In a new study published in Signal Transduction and Targeted Therapy, researchers at UVA Health have identified a new cause of excessive blood vessel growth in the eye, opening up potential avenues for research into treatments for angiogenic eye diseases.
Give me some background.
Vascular endothelial growth factor-A (VEGF-A) is a known regulator of blood vessel growth and the most common target of inhibitors approved for angiogenic diseases that cause vision loss. However, anti-VEGF therapies are also known for their initial dramatic efficacy and longer-term diminishment.
Tell me about the study.
Researchers induced choroidal neovascularization in mice and tracked mRNA levels over time.
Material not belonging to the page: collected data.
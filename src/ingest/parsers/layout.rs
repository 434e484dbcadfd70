use super::{DocumentParser, ParseResult, ParsedPage};
use crate::config::ParserConfig;
use crate::error::{DocdexError, Result};
use async_trait::async_trait;
use reqwest::Client;
use serde::{Deserialize, Serialize};
use std::path::Path;
use std::time::Duration;

/// Formats sent to the layout-analysis service with automatic method
/// selection.
const DOCUMENT_EXTENSIONS: &[&str] = &["pdf", "docx", "xlsx", "xls", "pptx"];

/// Formats sent in OCR mode.
const IMAGE_EXTENSIONS: &[&str] = &["png", "jpg", "jpeg", "tif", "tiff"];

/// Request structure for the layout service /parse endpoint
#[derive(Serialize)]
struct ParseRequest<'a> {
    file_path: &'a str,
    method: &'a str,
    backend: &'a str,
    lang: &'a str,
}

/// One page in the service response
#[derive(Deserialize)]
struct PageData {
    page_num: i64,
    text: String,
}

/// Response structure from the layout service
#[derive(Deserialize)]
struct ParseResponse {
    pages: Vec<PageData>,
    markdown: String,
    total_pages: i64,
    #[serde(default)]
    metadata: serde_json::Value,
}

/// Parser backed by the layout-analysis/OCR HTTP service.
///
/// The service mounts the same document tree, so requests carry the file
/// path rather than the file body. Layout analysis of a large scan can take
/// minutes, hence the long configured timeout.
pub struct LayoutServiceParser {
    client: Client,
    base_url: String,
    backend: String,
    lang: String,
    method: &'static str,
    extensions: &'static [&'static str],
}

impl LayoutServiceParser {
    /// Parser instance for document formats (automatic method selection)
    pub fn documents(config: &ParserConfig) -> Self {
        Self::with_method(config, "auto", DOCUMENT_EXTENSIONS)
    }

    /// Parser instance for image formats (forced OCR)
    pub fn images(config: &ParserConfig) -> Self {
        Self::with_method(config, "ocr", IMAGE_EXTENSIONS)
    }

    fn with_method(
        config: &ParserConfig,
        method: &'static str,
        extensions: &'static [&'static str],
    ) -> Self {
        let client = Client::builder()
            .timeout(Duration::from_secs(config.timeout_secs))
            .build()
            .expect("Failed to build HTTP client");

        Self {
            client,
            base_url: config.layout_url.trim_end_matches('/').to_string(),
            backend: config.backend.clone(),
            lang: config.lang.clone(),
            method,
            extensions,
        }
    }
}

#[async_trait]
impl DocumentParser for LayoutServiceParser {
    fn can_parse(&self, extension: &str) -> bool {
        self.extensions.contains(&extension)
    }

    async fn parse(&self, path: &Path) -> Result<ParseResult> {
        let file_path = path.to_string_lossy();
        let request = ParseRequest {
            file_path: &file_path,
            method: self.method,
            backend: &self.backend,
            lang: &self.lang,
        };

        let response = self
            .client
            .post(format!("{}/parse", self.base_url))
            .json(&request)
            .send()
            .await
            .map_err(|e| {
                DocdexError::Parse(format!(
                    "Layout service request failed for {}: {}",
                    path.display(),
                    e
                ))
            })?;

        let status = response.status();
        if !status.is_success() {
            let body = response
                .text()
                .await
                .unwrap_or_else(|_| "Unable to read error response".to_string());
            // The service reports failures as {"detail": "..."}
            let detail = serde_json::from_str::<serde_json::Value>(&body)
                .ok()
                .and_then(|v| v.get("detail").map(|d| d.to_string()))
                .unwrap_or(body);
            return Err(DocdexError::Parse(format!(
                "Layout service error {} for {}: {}",
                status,
                path.display(),
                detail
            )));
        }

        let data: ParseResponse = response.json().await.map_err(|e| {
            DocdexError::Parse(format!("Failed to parse layout service response: {}", e))
        })?;

        Ok(ParseResult {
            pages: data
                .pages
                .into_iter()
                .map(|p| ParsedPage {
                    page_number: p.page_num,
                    text: p.text,
                })
                .collect(),
            raw_text: data.markdown,
            total_pages: data.total_pages,
            metadata: data.metadata,
        })
    }
}

#[cfg(test)]
mod tests {
    use super::*;

    #[test]
    fn test_extension_routing() {
        let config = ParserConfig::default();
        let docs = LayoutServiceParser::documents(&config);
        let images = LayoutServiceParser::images(&config);

        assert!(docs.can_parse("pdf"));
        assert!(docs.can_parse("xlsx"));
        assert!(!docs.can_parse("png"));

        assert!(images.can_parse("png"));
        assert!(images.can_parse("tiff"));
        assert!(!images.can_parse("pdf"));
        assert_eq!(images.method, "ocr");
        assert_eq!(docs.method, "auto");
    }

    #[test]
    fn test_base_url_trailing_slash_stripped() {
        let config = ParserConfig {
            layout_url: "http://layout:9000/".to_string(),
            ..Default::default()
        };
        let docs = LayoutServiceParser::documents(&config);
        assert_eq!(docs.base_url, "http://layout:9000");
    }

    #[test]
    fn test_response_deserialization() {
        let body = r#"{
            "pages": [{"page_num": 1, "text": "hello"}],
            "markdown": "hello",
            "total_pages": 1,
            "metadata": {"engine": "pipeline"}
        }"#;
        let parsed: ParseResponse = serde_json::from_str(body).unwrap();
        assert_eq!(parsed.pages.len(), 1);
        assert_eq!(parsed.pages[0].page_num, 1);
        assert_eq!(parsed.total_pages, 1);

        // metadata is optional
        let no_meta = r#"{"pages": [], "markdown": "", "total_pages": 0}"#;
        let parsed: ParseResponse = serde_json::from_str(no_meta).unwrap();
        assert!(parsed.metadata.is_null());
    }
}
They then inhibited fat mass and obesity-associated protein (FTO), a demethylase, that was unexpectedly found to significantly impact the regulation of ocular neovascularization via an epigenetic mechanism.
So what did they find?
Inhibiting FTO resulted in reduced neovascularization and suppressed VEGF-A protein levels in the mice, but did not reduce macrophage recruitment, or change the mRNA abundance of placental or platelet-derived growth factors.
Takeaway.
Study author Jayakrishna Ambati, MD, stated that the discovery finally answers a longstanding question about how ocular immune cells—such as macrophages—contribute to abnormal blood vessel growth under the retina.
Significance?
The findings offer a new direction for the research and development of more cost-efficient, effective, and accessible treatments for neovascular age-related macular degeneration (wet AMD), proliferative diabetic retinopathy (PDR), ischemic retinal vein occlusion (RVO), and other diseases affecting millions of patients worldwide.